D.R. : C’est la pensée superbe de Pascal : « La vraie éloquence se moque de l’éloquence ».
R.B. : Oui, vous plaidez le visage à nu.
D.R. : Certains ne comprendront pas cette compassion. On s’émeut d’entendre la respiration de son enfant, le soir, dans la chambre où il s’est endormi. On écoute le souffle de la personne que l’on aime, la nuit, à côté de soi. Mais le souffle d’un criminel…
R.B. : Il ne s’agit pas de compassion. Il s’agit de la part d’humanité qu’il faut défendre, jusque dans le pire des salauds. Torrès disait : «Tu défends l’homme, pas le crime ».
D.R. : Y voyez-vous une dimension chrétienne … ?
R.B. : Certainement pas. Cela n’a rien à voir avec l’amour chrétien. La défense est une action indifférente à la personne de l’accusé. Défendre, ce n’est pas aimer une personne. C’est aimer le principe de défendre. L’avocat doit défendre le coupable aussi bien que l’innocent. Comme le médecin, qui soigne pareillement l’un et l’autre.
Quelques mois avant la mort de Robert Badinter, Darius Rochebin l’a rencontré à plusieurs reprises, pour une série d’entretiens à bâtons rompus.
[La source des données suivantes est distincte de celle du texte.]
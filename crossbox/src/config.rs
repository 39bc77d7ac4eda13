//! Selection engine configuration.

use std::collections::HashSet;

use serde::Deserialize;
use serde::Serialize;

use crate::error::ConfigError;
use crate::row_key::RowKey;
use crate::source::CrossPageDefault;

/// Per-table selection configuration.
///
/// Field names follow the JSON option names table views already use
/// (`rowKey`, `defaultCrossPageMode`, `showCrossPageOption`); missing fields
/// take their defaults.
///
/// # Example
///
/// ```
/// use crossbox::{CrossPageDefault, SelectionConfig};
///
/// let json = r#"{"rowKey": ["uid"], "defaultCrossPageMode": "empty"}"#;
/// let config = SelectionConfig::from_json(json)?;
/// assert_eq!(config.row_key.fields(), ["uid"]);
/// assert_eq!(config.default_cross_page_mode, CrossPageDefault::Empty);
/// assert!(config.show_cross_page_option);
/// # Ok::<(), crossbox::ConfigError>(())
/// ```
#[derive(Debug, Clone, PartialEq, Eq, Serialize, Deserialize)]
#[serde(rename_all = "camelCase", default)]
pub struct SelectionConfig {
    /// Fields that identify a row.
    pub row_key: RowKey,

    /// What "select across pages" stores for an in-memory source.
    pub default_cross_page_mode: CrossPageDefault,

    /// Whether the header offers "select across pages" at all.
    /// When false, cross-page requests are ignored.
    pub show_cross_page_option: bool,
}

impl Default for SelectionConfig {
    fn default() -> Self {
        Self {
            row_key: RowKey::default(),
            default_cross_page_mode: CrossPageDefault::Full,
            show_cross_page_option: true,
        }
    }
}

impl SelectionConfig {
    /// Create a config with default settings.
    pub fn new() -> Self {
        Self::default()
    }

    /// Parse and validate a JSON config.
    pub fn from_json(json: &str) -> Result<Self, ConfigError> {
        let config: Self = serde_json::from_str(json)?;
        config.validate()?;
        Ok(config)
    }

    /// Set the row key fields.
    pub fn with_row_key<I, S>(mut self, fields: I) -> Self
    where
        I: IntoIterator<Item = S>,
        S: Into<String>,
    {
        self.row_key = RowKey::new(fields);
        self
    }

    /// Set the cross-page default.
    pub fn with_cross_page_default(mut self, default: CrossPageDefault) -> Self {
        self.default_cross_page_mode = default;
        self
    }

    /// Hide the cross-page option (page-only selection).
    pub fn page_only(mut self) -> Self {
        self.show_cross_page_option = false;
        self
    }

    /// Check the row key for fields that cannot identify a row.
    pub fn validate(&self) -> Result<(), ConfigError> {
        let fields = self.row_key.fields();
        if fields.is_empty() {
            return Err(ConfigError::EmptyRowKey);
        }
        let mut seen = HashSet::new();
        for (i, field) in fields.iter().enumerate() {
            if field.trim().is_empty() {
                return Err(ConfigError::BlankKeyField(i));
            }
            if !seen.insert(field.as_str()) {
                return Err(ConfigError::DuplicateKeyField(field.clone()));
            }
        }
        Ok(())
    }
}

#[cfg(test)]
mod tests {
    use super::*;

    #[test]
    fn test_defaults() {
        let config = SelectionConfig::default();
        assert_eq!(config.row_key.fields(), ["name", "id"]);
        assert_eq!(config.default_cross_page_mode, CrossPageDefault::Full);
        assert!(config.show_cross_page_option);
        assert!(config.validate().is_ok());
    }

    #[test]
    fn test_from_json_partial() {
        let config = SelectionConfig::from_json(r#"{"showCrossPageOption": false}"#).unwrap();
        assert!(!config.show_cross_page_option);
        assert_eq!(config.row_key, RowKey::default());
    }

    #[test]
    fn test_from_json_rejects_empty_key() {
        let err = SelectionConfig::from_json(r#"{"rowKey": []}"#).unwrap_err();
        assert!(matches!(err, ConfigError::EmptyRowKey));
    }

    #[test]
    fn test_validate_rejects_blank_and_duplicate_fields() {
        let blank = SelectionConfig::new().with_row_key(["name", " "]);
        assert!(matches!(blank.validate(), Err(ConfigError::BlankKeyField(1))));

        let dup = SelectionConfig::new().with_row_key(["id", "id"]);
        assert!(matches!(
            dup.validate(),
            Err(ConfigError::DuplicateKeyField(field)) if field == "id"
        ));
    }

    #[test]
    fn test_from_json_parse_error() {
        let err = SelectionConfig::from_json(r#"{"defaultCrossPageMode": "half"}"#).unwrap_err();
        assert!(matches!(err, ConfigError::Parse(_)));
    }
}
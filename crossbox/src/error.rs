//! Error types

use thiserror::Error;

use crate::row_key::RowIdentity;

/// Errors raised while loading or validating a [`SelectionConfig`](crate::SelectionConfig).
#[derive(Debug, Error)]
pub enum ConfigError {
    /// `rowKey` lists no fields, so every row would share one identity.
    #[error("rowKey must name at least one field")]
    EmptyRowKey,

    /// A `rowKey` entry is empty or whitespace.
    #[error("rowKey field at position {0} is blank")]
    BlankKeyField(usize),

    /// A `rowKey` entry appears twice.
    #[error("rowKey field '{0}' is listed more than once")]
    DuplicateKeyField(String),

    /// The JSON document could not be parsed.
    #[error("invalid selection config: {0}")]
    Parse(#[from] serde_json::Error),
}

/// Errors surfaced by the optional validation helpers.
///
/// The engine's own operations never fail; these come from explicit checks
/// an integrator opts into.
#[derive(Debug, Error)]
pub enum SelectionError {
    /// Two distinct rows of one page resolve to the same identity.
    #[error("rows {first} and {second} share the identity {identity}")]
    DuplicateRowKey {
        /// Index of the first row.
        first: usize,
        /// Index of the row that repeats it.
        second: usize,
        /// The shared identity.
        identity: RowIdentity,
    },

    #[error(transparent)]
    Config(#[from] ConfigError),
}
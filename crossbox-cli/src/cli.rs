//! CLI argument definitions.

use std::path::PathBuf;

use clap::{Parser, ValueEnum};
use simplelog::LevelFilter;

#[derive(Parser)]
#[command(
    name = "crossbox-replay",
    version,
    about = "Replay a table selection scenario through the across-page selection engine"
)]
pub struct Cli {
    /// Scenario JSON file (use - for stdin).
    #[arg(value_name = "SCENARIO")]
    pub scenario: PathBuf,

    /// Print one JSON object per step instead of a text table.
    #[arg(long)]
    pub json: bool,

    /// Log level.
    #[arg(long = "log-level", value_enum, default_value = "warn")]
    pub log_level: LogLevelArg,

    /// Write logs to a file instead of stderr.
    #[arg(long = "log-file", value_name = "PATH")]
    pub log_file: Option<PathBuf>,
}

#[derive(Clone, Copy, Debug, ValueEnum)]
pub enum LogLevelArg {
    Off,
    Error,
    Warn,
    Info,
    Debug,
    Trace,
}

impl From<LogLevelArg> for LevelFilter {
    fn from(level: LogLevelArg) -> Self {
        match level {
            LogLevelArg::Off => LevelFilter::Off,
            LogLevelArg::Error => LevelFilter::Error,
            LogLevelArg::Warn => LevelFilter::Warn,
            LogLevelArg::Info => LevelFilter::Info,
            LogLevelArg::Debug => LevelFilter::Debug,
            LogLevelArg::Trace => LevelFilter::Trace,
        }
    }
}
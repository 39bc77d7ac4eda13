//! Selection status and the recompute rule.
//!
//! The status is attached to the table as a whole. It is a pure function of
//! the selection set size, the current page size, the total size, how the
//! set is represented, and the previous status.

use serde::Deserialize;
use serde::Serialize;

/// Header checkbox status of a paginated table.
#[derive(Debug, Clone, Copy, Default, PartialEq, Eq, Hash, Serialize, Deserialize)]
#[serde(rename_all = "camelCase")]
pub enum CheckStatus {
    /// Nothing selected.
    #[default]
    Unchecked,
    /// Some rows of the current page selected.
    HalfChecked,
    /// Cross-page selection active, some rows excluded.
    HalfAcrossChecked,
    /// Every row of the current page selected.
    Checked,
    /// Cross-page selection active, every row selected.
    AcrossChecked,
}

impl CheckStatus {
    /// Returns `true` for the two cross-page states.
    pub fn is_across(self) -> bool {
        matches!(
            self,
            CheckStatus::AcrossChecked | CheckStatus::HalfAcrossChecked
        )
    }

    /// Returns `true` for the three page-local states.
    pub fn is_page_local(self) -> bool {
        !self.is_across()
    }

    /// Returns `true` when the header checkbox renders as indeterminate.
    pub fn is_indeterminate(self) -> bool {
        matches!(
            self,
            CheckStatus::HalfChecked | CheckStatus::HalfAcrossChecked
        )
    }

    /// Returns `true` when the header checkbox renders as checked.
    pub fn is_checked(self) -> bool {
        matches!(self, CheckStatus::Checked | CheckStatus::AcrossChecked)
    }

    /// The mode a plain click on the header checkbox requests.
    pub fn next_on_click(self) -> CheckMode {
        match self {
            CheckStatus::Unchecked | CheckStatus::HalfChecked => CheckMode::Checked,
            CheckStatus::Checked | CheckStatus::HalfAcrossChecked | CheckStatus::AcrossChecked => {
                CheckMode::Unchecked
            }
        }
    }
}

impl std::fmt::Display for CheckStatus {
    fn fmt(&self, f: &mut std::fmt::Formatter<'_>) -> std::fmt::Result {
        let name = match self {
            CheckStatus::Unchecked => "unchecked",
            CheckStatus::HalfChecked => "half-checked",
            CheckStatus::HalfAcrossChecked => "half-across-checked",
            CheckStatus::Checked => "checked",
            CheckStatus::AcrossChecked => "across-checked",
        };
        f.write_str(name)
    }
}

/// Bulk selection request issued by the header control or the banner.
#[derive(Debug, Clone, Copy, PartialEq, Eq, Hash, Serialize, Deserialize)]
#[serde(rename_all = "camelCase")]
pub enum CheckMode {
    /// Clear the selection.
    Unchecked,
    /// Select every row of the current page.
    Checked,
    /// Select every row across all pages.
    AcrossChecked,
}

impl From<CheckMode> for CheckStatus {
    fn from(mode: CheckMode) -> Self {
        match mode {
            CheckMode::Unchecked => CheckStatus::Unchecked,
            CheckMode::Checked => CheckStatus::Checked,
            CheckMode::AcrossChecked => CheckStatus::AcrossChecked,
        }
    }
}

/// How the selection set relates to the true selection.
#[derive(Debug, Clone, Copy, Default, PartialEq, Eq, Hash, Serialize, Deserialize)]
#[serde(rename_all = "camelCase")]
pub enum Representation {
    /// The set lists the selected rows.
    #[default]
    Inclusive,
    /// Complement mode: every row is selected except the ones the set lists.
    Exclusive,
}

/// Sizes the recompute rule looks at.
#[derive(Debug, Clone, Copy, Default, PartialEq, Eq)]
pub struct Counts {
    /// Entries in the selection set (selected rows, or exclusions).
    pub stored: usize,
    /// Rows on the current page.
    pub page: usize,
    /// Selectable rows across all pages.
    pub total: usize,
}

impl Counts {
    pub fn new(stored: usize, page: usize, total: usize) -> Self {
        Self {
            stored,
            page,
            total,
        }
    }
}

/// Recompute the status after the selection set or its inputs changed.
///
/// Page-local states are only reachable from page-local states and cross-page
/// states only from cross-page states; entering cross-page selection takes an
/// explicit `CheckMode::AcrossChecked` request. Input combinations no rule
/// covers keep the previous status.
///
/// In complement mode, excluding every row reads as `Unchecked`.
pub fn recompute(prev: CheckStatus, counts: Counts, repr: Representation) -> CheckStatus {
    let Counts {
        stored,
        page,
        total,
    } = counts;

    match repr {
        Representation::Exclusive => {
            if stored >= total {
                CheckStatus::Unchecked
            } else if stored == 0 {
                CheckStatus::AcrossChecked
            } else {
                CheckStatus::HalfAcrossChecked
            }
        }
        Representation::Inclusive => {
            if stored == 0 {
                return CheckStatus::Unchecked;
            }
            if prev.is_across() {
                return if stored >= total {
                    CheckStatus::AcrossChecked
                } else {
                    CheckStatus::HalfAcrossChecked
                };
            }
            if stored < page {
                CheckStatus::HalfChecked
            } else if stored == page {
                CheckStatus::Checked
            } else {
                // More rows than the page holds, picked across page changes.
                match prev {
                    CheckStatus::Unchecked => CheckStatus::HalfChecked,
                    other => other,
                }
            }
        }
    }
}
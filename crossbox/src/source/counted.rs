//! Source that only knows how many rows exist.

use log::trace;

use crate::record::Row;
use crate::selection::SelectionSet;

use super::{CrossPageDefault, DataSource};

/// A total count of selectable rows; the rows themselves are never loaded.
///
/// Selecting everything cannot list every row, so it always switches the set
/// to complement mode, whatever [`CrossPageDefault`] says.
#[derive(Debug, Clone, Copy, Default, PartialEq, Eq)]
pub struct Counted {
    count: usize,
}

impl Counted {
    pub fn new(count: usize) -> Self {
        Self { count }
    }

    /// Get the count.
    pub fn count(&self) -> usize {
        self.count
    }

    /// Set the count.
    pub fn set_count(&mut self, count: usize) {
        self.count = count;
    }
}

impl<R: Row + Clone> DataSource<R> for Counted {
    fn total_size(&self) -> usize {
        self.count
    }

    fn select_all(&self, set: &mut SelectionSet<R>, _default: CrossPageDefault) {
        trace!(
            "counted select-all over {} rows: complement mode",
            self.count
        );
        set.invert_all();
    }

    fn all_rows_if_available(&self) -> Option<&[R]> {
        None
    }
}

impl From<usize> for Counted {
    fn from(count: usize) -> Self {
        Self::new(count)
    }
}
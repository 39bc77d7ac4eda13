//! Logger setup.

use std::fs::File;
use std::path::Path;

use simplelog::{Config, LevelFilter, WriteLogger};

use crate::error::CliError;

/// Install a global logger writing to `path`, or to stderr when `None`.
pub fn init(level: LevelFilter, path: Option<&Path>) -> Result<(), CliError> {
    let result = match path {
        Some(path) => WriteLogger::init(level, Config::default(), File::create(path)?),
        None => WriteLogger::init(level, Config::default(), std::io::stderr()),
    };
    result.map_err(|e| CliError::Logger(e.to_string()))
}
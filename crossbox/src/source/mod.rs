//! Data-source adapters.
//!
//! A table knows its selectable rows in one of three shapes: every row in
//! memory ([`Materialized`]), only a total count ([`Counted`]), or either one
//! depending on what the last fetch returned ([`Hybrid`]). The engine only
//! talks to the [`DataSource`] trait, so one state machine serves all three.

mod counted;
mod hybrid;
mod materialized;

pub use counted::Counted;
pub use hybrid::Hybrid;
pub use materialized::Materialized;

use serde::Deserialize;
use serde::Serialize;

use crate::record::Row;
use crate::selection::SelectionSet;

/// What "select across all pages" stores when every row is in memory.
#[derive(Debug, Clone, Copy, Default, PartialEq, Eq, Serialize, Deserialize)]
#[serde(rename_all = "lowercase")]
pub enum CrossPageDefault {
    /// Store every row as an inclusion.
    #[default]
    Full,
    /// Store nothing and switch to complement mode.
    Empty,
}

/// Shape-independent view of the rows a table can select.
pub trait DataSource<R: Row + Clone> {
    /// Selectable rows across all pages.
    fn total_size(&self) -> usize;

    /// Fill `set` so that it represents "every row selected".
    fn select_all(&self, set: &mut SelectionSet<R>, default: CrossPageDefault);

    /// Every selectable row, when the source holds them.
    fn all_rows_if_available(&self) -> Option<&[R]>;

    /// Whether the full row set is in memory.
    fn is_full_data(&self) -> bool {
        self.all_rows_if_available().is_some()
    }
}
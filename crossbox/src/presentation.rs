//! View models for the header checkbox and the inter-row banner.
//!
//! Both are plain data derived from the engine; rendering them is up to the
//! table component. User gestures come back as [`CheckMode`] requests.

use serde::Deserialize;
use serde::Serialize;

use crate::status::{CheckMode, CheckStatus};

/// State of the header checkbox.
#[derive(Debug, Clone, Copy, PartialEq, Eq, Serialize)]
#[serde(rename_all = "camelCase")]
pub struct HeaderControl {
    pub status: CheckStatus,
    /// Nothing to select.
    pub disabled: bool,
    /// Whether the dropdown offers "select across pages".
    pub show_cross_page_option: bool,
}

impl HeaderControl {
    /// Modes offered by the header dropdown.
    pub fn options(&self) -> Vec<CheckMode> {
        if self.disabled {
            return Vec::new();
        }
        let mut options = vec![CheckMode::Checked];
        if self.show_cross_page_option {
            options.push(CheckMode::AcrossChecked);
        }
        options.push(CheckMode::Unchecked);
        options
    }

    /// Mode requested by a plain click on the checkbox, if enabled.
    pub fn on_click(&self) -> Option<CheckMode> {
        (!self.disabled).then(|| self.status.next_on_click())
    }
}

/// What the banner between header and rows should offer.
#[derive(Debug, Clone, Copy, PartialEq, Eq, Serialize)]
#[serde(rename_all = "camelCase")]
pub enum BannerPrompt {
    /// No banner.
    Hidden,
    /// "N selected on this page. Select all M?"
    OfferSelectAcross,
    /// "N of M selected. Clear selection?"
    OfferClear,
}

impl std::fmt::Display for BannerPrompt {
    fn fmt(&self, f: &mut std::fmt::Formatter<'_>) -> std::fmt::Result {
        let text = match self {
            BannerPrompt::Hidden => "-",
            BannerPrompt::OfferSelectAcross => "offer select-across",
            BannerPrompt::OfferClear => "offer clear",
        };
        f.write_str(text)
    }
}

/// Banner gesture.
#[derive(Debug, Clone, Copy, PartialEq, Eq, Hash, Serialize, Deserialize)]
#[serde(rename_all = "camelCase")]
pub enum BannerAction {
    /// "Clear selection".
    Clear,
    /// "Select all across pages".
    SelectAcross,
}

impl From<BannerAction> for CheckMode {
    fn from(action: BannerAction) -> Self {
        match action {
            BannerAction::Clear => CheckMode::Unchecked,
            BannerAction::SelectAcross => CheckMode::AcrossChecked,
        }
    }
}

/// "N of M selected" banner shown between the header and the rows.
#[derive(Debug, Clone, Copy, PartialEq, Eq, Serialize)]
#[serde(rename_all = "camelCase")]
pub struct Banner {
    /// Rows currently selected, counting the complement in complement mode.
    pub selected_count: usize,
    pub total_count: usize,
    pub status: CheckStatus,
    /// Every row is in memory.
    pub is_full_data_mode: bool,
    /// Whether select-across requests will be honored.
    pub cross_page_enabled: bool,
}

impl Banner {
    pub fn prompt(&self) -> BannerPrompt {
        match self.status {
            CheckStatus::Checked
                if self.cross_page_enabled && self.selected_count < self.total_count =>
            {
                BannerPrompt::OfferSelectAcross
            }
            CheckStatus::AcrossChecked | CheckStatus::HalfAcrossChecked => BannerPrompt::OfferClear,
            _ => BannerPrompt::Hidden,
        }
    }

    /// Actions the banner offers for its current prompt.
    pub fn actions(&self) -> Vec<BannerAction> {
        match self.prompt() {
            BannerPrompt::Hidden => Vec::new(),
            BannerPrompt::OfferSelectAcross => vec![BannerAction::SelectAcross],
            BannerPrompt::OfferClear => vec![BannerAction::Clear],
        }
    }
}

#[cfg(test)]
mod tests {
    use super::*;

    fn banner(status: CheckStatus, selected: usize, total: usize) -> Banner {
        Banner {
            selected_count: selected,
            total_count: total,
            status,
            is_full_data_mode: true,
            cross_page_enabled: true,
        }
    }

    #[test]
    fn test_header_options() {
        let header = HeaderControl {
            status: CheckStatus::Unchecked,
            disabled: false,
            show_cross_page_option: true,
        };
        assert_eq!(
            header.options(),
            vec![
                CheckMode::Checked,
                CheckMode::AcrossChecked,
                CheckMode::Unchecked,
            ]
        );

        let page_only = HeaderControl {
            show_cross_page_option: false,
            ..header
        };
        assert_eq!(
            page_only.options(),
            vec![CheckMode::Checked, CheckMode::Unchecked]
        );
    }

    #[test]
    fn test_disabled_header_offers_nothing() {
        let header = HeaderControl {
            status: CheckStatus::Unchecked,
            disabled: true,
            show_cross_page_option: true,
        };
        assert!(header.options().is_empty());
        assert_eq!(header.on_click(), None);
    }

    #[test]
    fn test_banner_prompt() {
        use CheckStatus::{AcrossChecked, Checked, HalfAcrossChecked, HalfChecked};

        assert_eq!(
            banner(Checked, 10, 25).prompt(),
            BannerPrompt::OfferSelectAcross
        );
        assert_eq!(banner(Checked, 10, 10).prompt(), BannerPrompt::Hidden);
        assert_eq!(banner(HalfChecked, 4, 25).prompt(), BannerPrompt::Hidden);
        assert_eq!(
            banner(AcrossChecked, 25, 25).prompt(),
            BannerPrompt::OfferClear
        );
        assert_eq!(
            banner(HalfAcrossChecked, 24, 25).actions(),
            vec![BannerAction::Clear]
        );
    }

    #[test]
    fn test_banner_respects_disabled_cross_page() {
        let b = Banner {
            cross_page_enabled: false,
            ..banner(CheckStatus::Checked, 10, 25)
        };
        assert_eq!(b.prompt(), BannerPrompt::Hidden);
    }
}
Il en sort ce petit livre qui fait un peu figure de testament spirituel.
Badinter y évoque sa jeunesse, sa famille, ses origines. On sait qu’il est issu d’une famille bessarabienne qui émigra en France au début du siècle dernier, au moment où la France des Dreyfusards fascinait les juifs, à l’époque victimes, dans l’Europe de l’Est, de fréquents pogroms. Il raconte l’immense déception de ce peuple qui sera livré aux nazis par ceux-là mêmes en lesquels ils avaient placé toute leur confiance. La trahison du Maréchal. Mais aussi le rachat de la République par ceux qui refusèrent de s’associer au crime des crimes, qui cachèrent et sauvèrent des milliers de juifs.
Pages essentielles s’il en est. Surtout aujourd’hui, à une époque où nous aurions tant besoin d’un sursaut républicain.
Il y a dans ces entretiens des passages forts, consacrés à l’abolition bien sûr, mais aussi à l’éloquence. J’adore ce passage où il raconte qu’attablé avec son maître de stage, l’immense Henri Torrès, dans un bouis-bouis également fréquenté par des prostituées, il entendit deux de celles-ci parler de leurs secrets. La plus jeune demande à son aînée comment elle parvient toujours à se faire payer plus qu’elle.
« Tu dois leur faire de sacrées spécialités »… « Tu veux savoir mon truc ? C’est tout bête. Je les écoute. Je les écoute aussi longtemps qu’il faut. Je leur donne toute mon attention. Et ils repartent si contents qu’ils paient le double ».
Et à Darius Rochebin, qui s’étonne de cette leçon d’art oratoire, Badinter répond :
Vous devez vous rendre attentif à l’auditoire, autant qu’il l’est à vous. Il s’agit de lui parler vraiment. De lui parler, vous comprenez ? En guettant les émotions, les attitudes, les regards. Tout discours réussi est un dialogue, les yeux dans les yeux, même si le public est muet. L’orateur le plus brillant échoue, s’il n’établit pas ce contact.
Bien sûr, la mort et la vieillesse sont très présentes dans ces entretiens. De la vieillesse, Badinter ne dit que peu. Il reprend à son compte la phrase du général de Gaulle : « La vieillesse est un naufrage », mais il ne s’y attarde guère. Ce qui compte, dit-il, c’est de mourir en poésie, au son du Voyage de Baudelaire : Ô mort, vieux capitaine, il est temps ! levons l’ancre ! ...
Y est-il parvenu ? Nous ne le saurons sans doute jamais. Mais il nous livre en tout cas un dernier conseil :
Aimez la vie, et la vie vous aimera. Avec ses drames, ses incertitudes, sa fin qui n’est pas gaie, peu importe, la vie vaut la peine d’être vécue.
C’est le dernier message de celui que l’on appelait à l’Université de Columbia « Mister Joie de vivre ».